Affiliation:
1. Department of Chemistry University of Toronto 80 St. George Street Toronto Ontario M5S 3H6 Canada
2. Institute of Drug Discovery Technology Ningbo University Ningbo 315211 Zhejiang China
3. Mulliken Center for Theoretical Chemistry Clausius Institut für Physikalische und Theoretische Chemie Rheinische Friedrich-Wilhelms-Universität Bonn Beringstrasse 4 53115 Bonn Germany
Abstract
AbstractB(C6F5)3 and the corresponding anion [B(C6F5)4]− are ubiquitous in main group and transition metal chemistry.
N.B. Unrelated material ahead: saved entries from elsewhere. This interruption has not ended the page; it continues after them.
use chrono::{DateTime, Utc};
use serde::{Deserialize, Serialize};

#[cfg(feature = "server")]
use utoipa::ToSchema;

use crate::model::validation::{department_rules, Validate, ValidationErrors};

#[derive(Serialize, Deserialize, PartialEq, Clone, Debug)]
#[cfg_attr(feature = "server", derive(ToSchema))]
#[serde(rename_all = "camelCase")]
pub struct DepartmentDto {
    pub id: i32,
    pub full_name: String,
    pub abbreviation: String,
    pub created_at: DateTime<Utc>,
    pub updated_at: DateTime<Utc>,
}

#[derive(Serialize, Deserialize, PartialEq, Clone, Debug)]
#[cfg_attr(feature = "server", derive(ToSchema))]
#[serde(rename_all = "camelCase")]
pub struct CreateDepartmentDto {
    pub full_name: String,
    pub abbreviation: String,
}

#[derive(Serialize, Deserialize, PartialEq, Clone, Debug)]
#[cfg_attr(feature = "server", derive(ToSchema))]
#[serde(rename_all = "camelCase")]
pub struct UpdateDepartmentDto {
    pub full_name: String,
    pub abbreviation: String,
}

impl Validate for CreateDepartmentDto {
    fn validate(&self) -> Result<(), ValidationErrors> {
        department_rules(&self.full_name, &self.abbreviation)
    }
}

impl Validate for UpdateDepartmentDto {
    fn validate(&self) -> Result<(), ValidationErrors> {
        department_rules(&self.full_name, &self.abbreviation)
    }
}
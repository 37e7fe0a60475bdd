use chrono::{DateTime, NaiveDate, Utc};
use serde::{Deserialize, Serialize};

#[cfg(feature = "server")]
use utoipa::ToSchema;

use crate::model::{
    date::deserialize_date,
    validation::{degree_rules, Validate, ValidationErrors},
};

#[derive(Serialize, Deserialize, PartialEq, Clone, Debug)]
#[cfg_attr(feature = "server", derive(ToSchema))]
#[serde(rename_all = "camelCase")]
pub struct DegreeDto {
    pub id: i32,
    pub name: String,
    pub coefficient: f64,
    pub specialization: String,
    pub issue_date: NaiveDate,
    pub created_at: DateTime<Utc>,
    pub updated_at: DateTime<Utc>,
}

#[derive(Serialize, Deserialize, PartialEq, Clone, Debug)]
#[cfg_attr(feature = "server", derive(ToSchema))]
#[serde(rename_all = "camelCase")]
pub struct CreateDegreeDto {
    pub name: String,
    pub coefficient: f64,
    pub specialization: String,
    #[serde(deserialize_with = "deserialize_date")]
    pub issue_date: NaiveDate,
}

#[derive(Serialize, Deserialize, PartialEq, Clone, Debug)]
#[cfg_attr(feature = "server", derive(ToSchema))]
#[serde(rename_all = "camelCase")]
pub struct UpdateDegreeDto {
    pub name: String,
    pub coefficient: f64,
    pub specialization: String,
    #[serde(deserialize_with = "deserialize_date")]
    pub issue_date: NaiveDate,
}

impl Validate for CreateDegreeDto {
    fn validate(&self) -> Result<(), ValidationErrors> {
        degree_rules(&self.name, self.coefficient, &self.specialization)
    }
}

impl Validate for UpdateDegreeDto {
    fn validate(&self) -> Result<(), ValidationErrors> {
        degree_rules(&self.name, self.coefficient, &self.specialization)
    }
}
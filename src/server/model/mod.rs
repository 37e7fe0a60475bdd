//! Domain models and operation-specific parameter types.
//!
//! Domain models (`Degree`, `Department`, `Teacher`) are what repositories return; they are
//! built from SeaORM entity models at the data layer boundary so entities never leak into
//! services or controllers. Parameter models carry normalised (trimmed) input from the
//! controllers into the services.

pub mod degree;
pub mod department;
pub mod teacher;
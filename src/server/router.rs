//! Route table and OpenAPI document.
//!
//! Routes are registered through `utoipa-axum` so the OpenAPI document is built from the same
//! handler annotations that define the routes. The document is served as JSON at
//! `/api/openapi.json`.

use axum::{routing::get, Json, Router};
use tower_http::{cors::CorsLayer, trace::TraceLayer};
use utoipa::OpenApi;
use utoipa_axum::{router::OpenApiRouter, routes};

use crate::server::{
    controller::{degree, department, health, statistics, teacher},
    state::AppState,
};

#[derive(OpenApi)]
#[openapi(
    info(
        title = "Faculty registry API",
        description = "Degrees, departments and teachers of a university faculty"
    ),
    tags(
        (name = "health", description = "Liveness"),
        (name = "degree", description = "Academic degrees"),
        (name = "department", description = "Organisational units"),
        (name = "teacher", description = "Teaching staff and statistics")
    )
)]
struct ApiDoc;

/// Builds the application router with CORS and request tracing applied.
pub fn router(state: AppState, cors: CorsLayer) -> Router {
    let (router, api) = OpenApiRouter::with_openapi(ApiDoc::openapi())
        .routes(routes!(health::liveness))
        .routes(routes!(degree::get_degrees, degree::create_degree))
        .routes(routes!(
            degree::get_degree,
            degree::update_degree,
            degree::delete_degree
        ))
        .routes(routes!(
            department::get_departments,
            department::create_department
        ))
        .routes(routes!(
            department::get_department,
            department::update_department,
            department::delete_department
        ))
        .routes(routes!(teacher::get_teachers, teacher::create_teacher))
        .routes(routes!(statistics::get_teacher_statistics))
        .routes(routes!(
            teacher::get_teacher,
            teacher::update_teacher,
            teacher::delete_teacher
        ))
        .split_for_parts();

    router
        .route(
            "/api/openapi.json",
            get(move || {
                let api = api.clone();
                async move { Json(api) }
            }),
        )
        .layer(cors)
        .layer(TraceLayer::new_for_http())
        .with_state(state)
}
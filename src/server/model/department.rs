use chrono::{DateTime, Utc};

use crate::model::{
    department::{CreateDepartmentDto, DepartmentDto, UpdateDepartmentDto},
    validation::{department_rules, Validate, ValidationErrors},
};

/// A department record as stored.
#[derive(Debug, Clone, PartialEq)]
pub struct Department {
    pub id: i32,
    pub full_name: String,
    pub abbreviation: String,
    pub created_at: DateTime<Utc>,
    pub updated_at: DateTime<Utc>,
}

impl Department {
    pub fn from_entity(entity: entity::department::Model) -> Self {
        Self {
            id: entity.id,
            full_name: entity.full_name,
            abbreviation: entity.abbreviation,
            created_at: entity.created_at,
            updated_at: entity.updated_at,
        }
    }

    pub fn into_dto(self) -> DepartmentDto {
        DepartmentDto {
            id: self.id,
            full_name: self.full_name,
            abbreviation: self.abbreviation,
            created_at: self.created_at,
            updated_at: self.updated_at,
        }
    }
}

#[derive(Debug, Clone, PartialEq)]
pub struct CreateDepartmentParam {
    pub full_name: String,
    pub abbreviation: String,
}

impl CreateDepartmentParam {
    pub fn from_dto(dto: CreateDepartmentDto) -> Self {
        Self {
            full_name: dto.full_name.trim().to_string(),
            abbreviation: dto.abbreviation.trim().to_string(),
        }
    }
}

impl Validate for CreateDepartmentParam {
    fn validate(&self) -> Result<(), ValidationErrors> {
        department_rules(&self.full_name, &self.abbreviation)
    }
}

#[derive(Debug, Clone, PartialEq)]
pub struct UpdateDepartmentParam {
    pub id: i32,
    pub full_name: String,
    pub abbreviation: String,
}

impl UpdateDepartmentParam {
    pub fn from_dto(id: i32, dto: UpdateDepartmentDto) -> Self {
        Self {
            id,
            full_name: dto.full_name.trim().to_string(),
            abbreviation: dto.abbreviation.trim().to_string(),
        }
    }
}

impl Validate for UpdateDepartmentParam {
    fn validate(&self) -> Result<(), ValidationErrors> {
        department_rules(&self.full_name, &self.abbreviation)
    }
}
//! Service layer for business logic and orchestration.
//!
//! Services sit between the controllers and the repositories. They run the field rules,
//! pre-check uniqueness so a duplicate gets a precise message, resolve teacher references and
//! turn every failure into an `AppError` category. The unique indexes and foreign keys in the
//! schema remain the final authority: a constraint violation raised by a write is mapped to
//! `AppError::Conflict` as well.

pub mod degree;
pub mod department;
pub mod statistics;
pub mod teacher;

#[cfg(test)]
mod test;

use sea_orm::{DbErr, SqlErr};

use crate::server::error::AppError;

/// Maps a failed write to `Conflict` when storage rejected it for a unique or foreign key
/// constraint, and passes any other database error through.
fn constraint_conflict(err: DbErr, message: impl FnOnce() -> String) -> AppError {
    match err.sql_err() {
        Some(SqlErr::UniqueConstraintViolation(_))
        | Some(SqlErr::ForeignKeyConstraintViolation(_)) => AppError::Conflict(message()),
        _ => AppError::DbErr(err),
    }
}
Known derivatives are generally limited to the incorporation of electron donating substituents. Herein we describe electrophilic fluorination and dearomatization of such species using XeF2 in the presence of BF3 or Lewis acidic cations. In this fashion the anions [HB(C6F5)3]−, [B(C6F5)4]− and [(C6F5)3BC≡NB(C6F5)3]−, are converted to [FB(C6F7)3]−, [B(C6F7)4]−, and [(C6F7)3BC≡NB(C6F7)3]−, respectively. Similarly, the borane adducts (L)B(C6F7)3 (L=MeCN, OPEt3) are produced. These rare examples of electrophilic attack of electron deficient rings proceed as [XeF][BF4] acts as a frustrated Lewis pair effecting fluorination and dearomatization of C6F5 rings.